Et le jour n’est peut-être pas loin où l’on ne se demandera plus, quand je passerai avec Helena à mon bras : « Qui donc est ce monsieur ? » On dira : « Comment ! vous ne le connaissez pas ?... C’est le célèbre X... (oui, mettons X...) qui brasse tant d’affaires avec l’Amérique, ou avec le Japon, ou avec la Chine, ou même avec les Soviets (ça commence à être bien porté). Il a perdu trois millions, hier, au « Privé » ! Ô rêve ! rêve ! c’est ton parfum qui me grise, exaltante Helena !

À la sortie, dans la galerie qui nous sépare des Ambassadeurs, un géant hindou tout enturbanné, ceinturé de soie écarlate retenant les armes les plus singulières, s’incline, comme devant un temple, et nous emboîte le pas.

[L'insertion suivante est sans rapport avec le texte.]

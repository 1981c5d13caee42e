//! Configuration types and loading.
//!
//! Config is loaded from a JSON file (e.g. `~/.courier/config.json`) and
//! environment. A missing file means defaults, so the gateway can run with
//! nothing but `DISCORD_BOT_TOKEN` set.

use anyhow::{Context, Result};
use serde::{Deserialize, Serialize};
use std::path::PathBuf;

/// Top-level application config.
#[derive(Debug, Clone, Default, Serialize, Deserialize)]
#[serde(rename_all = "camelCase")]
pub struct Config {
    /// HTTP API server settings.
    #[serde(default)]
    pub api: ApiConfig,

    /// Discord session settings.
    #[serde(default)]
    pub discord: DiscordConfig,
}

/// API server bind, port, and parsing options.
#[derive(Debug, Clone, Serialize, Deserialize)]
#[serde(rename_all = "camelCase")]
pub struct ApiConfig {
    /// Bind address (default "127.0.0.1"). Callers are pre-trusted; keep
    /// this loopback unless a fronting layer handles auth.
    #[serde(default = "default_api_listen")]
    pub listen: String,

    /// Port for the HTTP API (default 8080).
    #[serde(default = "default_api_port")]
    pub port: u16,

    /// When true, malformed markup on the raw-text route is rejected with
    /// 400 instead of degrading to plain content.
    #[serde(default)]
    pub strict_markup: bool,
}

fn default_api_listen() -> String {
    "127.0.0.1".to_string()
}

fn default_api_port() -> u16 {
    8080
}

impl Default for ApiConfig {
    fn default() -> Self {
        Self {
            listen: default_api_listen(),
            port: default_api_port(),
            strict_markup: false,
        }
    }
}

/// Discord session config.
#[derive(Debug, Clone, Default, Serialize, Deserialize)]
#[serde(rename_all = "camelCase")]
pub struct DiscordConfig {
    /// Bot token. Overridden by DISCORD_BOT_TOKEN env when set.
    pub bot_token: Option<String>,

    /// Discord API base URL override (default https://discord.com/api/v10).
    /// Point this at a stub server for local testing.
    pub api_base: Option<String>,
}

/// Resolve the bot token: env DISCORD_BOT_TOKEN overrides config.
pub fn resolve_bot_token(config: &Config) -> Option<String> {
    std::env::var("DISCORD_BOT_TOKEN")
        .ok()
        .and_then(|s| {
            let t = s.trim();
            if t.is_empty() {
                None
            } else {
                Some(t.to_string())
            }
        })
        .or_else(|| {
            config
                .discord
                .bot_token
                .as_ref()
                .map(|s| s.trim().to_string())
                .filter(|s| !s.is_empty())
        })
}

/// Resolve config path from env or default.
pub fn default_config_path() -> PathBuf {
    std::env::var("COURIER_CONFIG_PATH")
        .map(PathBuf::from)
        .unwrap_or_else(|_| {
            dirs::home_dir()
                .map(|h| h.join(".courier").join("config.json"))
                .unwrap_or_else(|| PathBuf::from("config.json"))
        })
}

/// Load config from the default path (or COURIER_CONFIG_PATH). Missing file => default config.
/// Returns the config and the path that was used.
pub fn load_config(path: Option<PathBuf>) -> Result<(Config, PathBuf)> {
    let path = path.unwrap_or_else(default_config_path);
    let config = if !path.exists() {
        log::debug!("config file not found, using defaults: {}", path.display());
        Config::default()
    } else {
        let s = std::fs::read_to_string(&path)
            .with_context(|| format!("reading config from {}", path.display()))?;
        serde_json::from_str(&s)
            .with_context(|| format!("parsing config from {}", path.display()))?
    };
    Ok((config, path))
}

#[cfg(test)]
mod tests {
    use super::*;

    #[test]
    fn default_api_port_and_listen() {
        let a = ApiConfig::default();
        assert_eq!(a.port, 8080);
        assert_eq!(a.listen, "127.0.0.1");
        assert!(!a.strict_markup);
    }

    #[test]
    fn parse_camel_case_fields() {
        let config: Config = serde_json::from_str(
            r#"{"api": {"port": 9000, "strictMarkup": true}, "discord": {"botToken": "t"}}"#,
        )
        .expect("parse config");
        assert_eq!(config.api.port, 9000);
        assert!(config.api.strict_markup);
        assert_eq!(config.api.listen, "127.0.0.1");
        assert_eq!(config.discord.bot_token.as_deref(), Some("t"));
    }

    #[test]
    fn resolve_bot_token_from_config() {
        let mut config = Config::default();
        config.discord.bot_token = Some("  abc  ".to_string());
        assert_eq!(resolve_bot_token(&config), Some("abc".to_string()));
    }

    #[test]
    fn resolve_bot_token_empty_is_none() {
        let mut config = Config::default();
        config.discord.bot_token = Some("   ".to_string());
        assert_eq!(resolve_bot_token(&config), None);
    }
}
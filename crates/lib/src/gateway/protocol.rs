//! Gateway wire types: the canonical send request and the HTTP bodies the
//! routes accept and produce.

use serde::{Deserialize, Serialize};
use serde_json::{Map, Value};

use crate::channels::{ChannelInfo, PostedMessage};
use crate::gateway::error::ApiError;
use crate::gateway::markup::{self, ParseMode};

/// Opaque embed document. The gateway checks only that each embed is a
/// JSON object; field semantics belong to the platform.
#[derive(Debug, Clone, PartialEq, Serialize, Deserialize)]
#[serde(transparent)]
pub struct Embed(pub Map<String, Value>);

impl Embed {
    /// Accept any JSON object; reject every other value shape.
    pub fn from_value(value: Value) -> Result<Self, ApiError> {
        match value {
            Value::Object(map) => Ok(Self(map)),
            other => Err(ApiError::Validation(format!(
                "embed must be a JSON object, got {}",
                json_type_name(&other)
            ))),
        }
    }
}

fn json_type_name(value: &Value) -> &'static str {
    match value {
        Value::Null => "null",
        Value::Bool(_) => "a boolean",
        Value::Number(_) => "a number",
        Value::String(_) => "a string",
        Value::Array(_) => "an array",
        Value::Object(_) => "an object",
    }
}

/// Canonical send operation every wire format normalizes into. Built once
/// per request; the dispatcher never sees the originating format.
#[derive(Debug, Clone)]
pub struct SendRequest {
    pub channel_id: u64,
    pub content: String,
    pub embeds: Vec<Embed>,
}

impl SendRequest {
    /// Raw-text normalizer: the body is markup (see `markup`); the channel
    /// comes from the URL path.
    pub fn from_text(channel_id: u64, body: &str, mode: ParseMode) -> Result<Self, ApiError> {
        let parsed = markup::parse(body, mode)?;
        Ok(Self {
            channel_id,
            content: parsed.content,
            embeds: parsed.embed.into_iter().collect(),
        })
    }

    /// Form normalizer: requires `content` and a numeric `channel_id`.
    pub fn from_form(form: SendMessageForm) -> Result<Self, ApiError> {
        let (content, channel_id) = match (form.content, form.channel_id) {
            (Some(content), Some(id)) => (content, id),
            _ => return Err(ApiError::bad_form()),
        };
        let channel_id = channel_id.parse().map_err(|_| ApiError::bad_form())?;
        Ok(Self {
            channel_id,
            content,
            embeds: Vec::new(),
        })
    }

    /// JSON-webhook normalizer: Discord webhook payload shape; the channel
    /// comes from the URL path. One malformed embed fails the whole request.
    pub fn from_webhook(channel_id: u64, payload: WebhookPayload) -> Result<Self, ApiError> {
        let embeds = payload
            .embeds
            .into_iter()
            .map(Embed::from_value)
            .collect::<Result<Vec<_>, _>>()?;
        Ok(Self {
            channel_id,
            content: payload.content,
            embeds,
        })
    }
}

/// `POST /api/send_message` form fields. Both are optional at the
/// extractor so that a missing field surfaces as the gateway's own 400,
/// not the framework's rejection.
#[derive(Debug, Clone, Default, Deserialize)]
pub struct SendMessageForm {
    pub content: Option<String>,
    pub channel_id: Option<String>,
}

/// `POST /api/webhooks/{channel_id}` JSON body, shaped like a Discord
/// webhook execution payload. Unknown fields are ignored.
#[derive(Debug, Clone, Default, Deserialize)]
pub struct WebhookPayload {
    #[serde(default)]
    pub content: String,
    #[serde(default)]
    pub embeds: Vec<Value>,
}

/// Success body for dispatch routes: `{"message": {...}}`, echoing what
/// the backend confirmed rather than a locally reconstructed value.
#[derive(Debug, Serialize)]
pub struct MessageCreated {
    pub message: MessageEcho,
}

#[derive(Debug, Serialize)]
pub struct MessageEcho {
    pub id: u64,
    pub channel_id: u64,
    pub content: String,
}

impl From<PostedMessage> for MessageCreated {
    fn from(posted: PostedMessage) -> Self {
        Self {
            message: MessageEcho {
                id: posted.id,
                channel_id: posted.channel_id,
                content: posted.content,
            },
        }
    }
}

/// Synthetic webhook registration record for compatibility probing; never
/// persisted. `application_id` and `avatar` serialize as explicit nulls.
#[derive(Debug, Serialize)]
pub struct WebhookDescriptor {
    #[serde(rename = "type")]
    pub kind: u8,
    pub id: String,
    pub channel_id: String,
    pub guild_id: String,
    pub application_id: Option<String>,
    pub avatar: Option<String>,
}

impl WebhookDescriptor {
    pub fn for_channel(channel: &ChannelInfo) -> Self {
        Self {
            kind: 1,
            id: channel.id.to_string(),
            channel_id: channel.id.to_string(),
            guild_id: channel.guild_id.to_string(),
            application_id: None,
            avatar: None,
        }
    }
}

« Oh ! hang it ! La barbe ! fait Helena. C’est mon domestique. Le baronnet a toujours peur qu’on me vole mon collier.

– Et il ne vous quitte pas ?

– Quand j’ai mes bijoux !

– Il vous fait peut-être aussi surveiller. Est-il jaloux ?

– Très ! Il m’aime tant, le très cher ! Il faut pardonner, mais j’ai fait arrangement avec Mary pour Fathi. Elle m’en débarrasse. Oui ! Il est en amour avec... »

Miousic !... le restaurant est à peu près plein. Toutes les têtes se tournent vers nous. Des saluts, des gentlemen qui se lèvent au passage. Baisemains. Sept couverts à notre table. Les convives sont déjà là et nous attendent en vidant une bouteille de porto ou en buvant des cocktails. Joyeux accueil. Présentations : quatre hommes, deux femmes. Un Canadien, qui possède une province et des mines d’or au Klondyke, Sa Grâce le duc de Wister, un Aga-Khan quelconque qui se prétend Dieu chez les Hindous, un sportsman dont le nom m’échappe, un journaliste américain que tout le monde appelle Harry, qui connaît tout le monde et qui, entre deux plats et entre deux danses, va bavarder à toutes les tables.

Citroën ni Hennessy ne lui échappent, pas plus que Lord Roth qui a une concession de terrains diamantifères à quelques journées du Cap, ni le maharajah de Kapurthala, ni Marthe Chenal, ni Maria Lévy, si drôle avec son smoking bleu sur une robe de pétales de roses. À toutes les tables, il semble avoir son verre... Et il ne cesse de prendre des notes. Il boit comme un trou ; il travaille comme un nègre et s’amuse comme un dieu. Il gagne un argent fou avec ses correspondances pleines des inventions les plus extravagantes, des potins les plus stupides. Aucun esprit, mais il est un peu là ! Quand il parle français, il tutoie Helena. Et il peut tout dire. Cette reine a son fou.

J’ai dit : deux femmes. Elles sont décolletées jusqu’aux lombes. Et jolies ! Mrs. Burlington (la trentaine ou la quarantaine, on ne saura jamais même dans dix ans) et l’air d’un bébé qui ne boirait que du lait. C’est effrayant ce qu’elle absorbe ! Et mince, et délicate, et fragile ! Et des yeux d’une clarté ! Une vraie sentimentale. La femme du plus grand quincaillier du Massachusetts.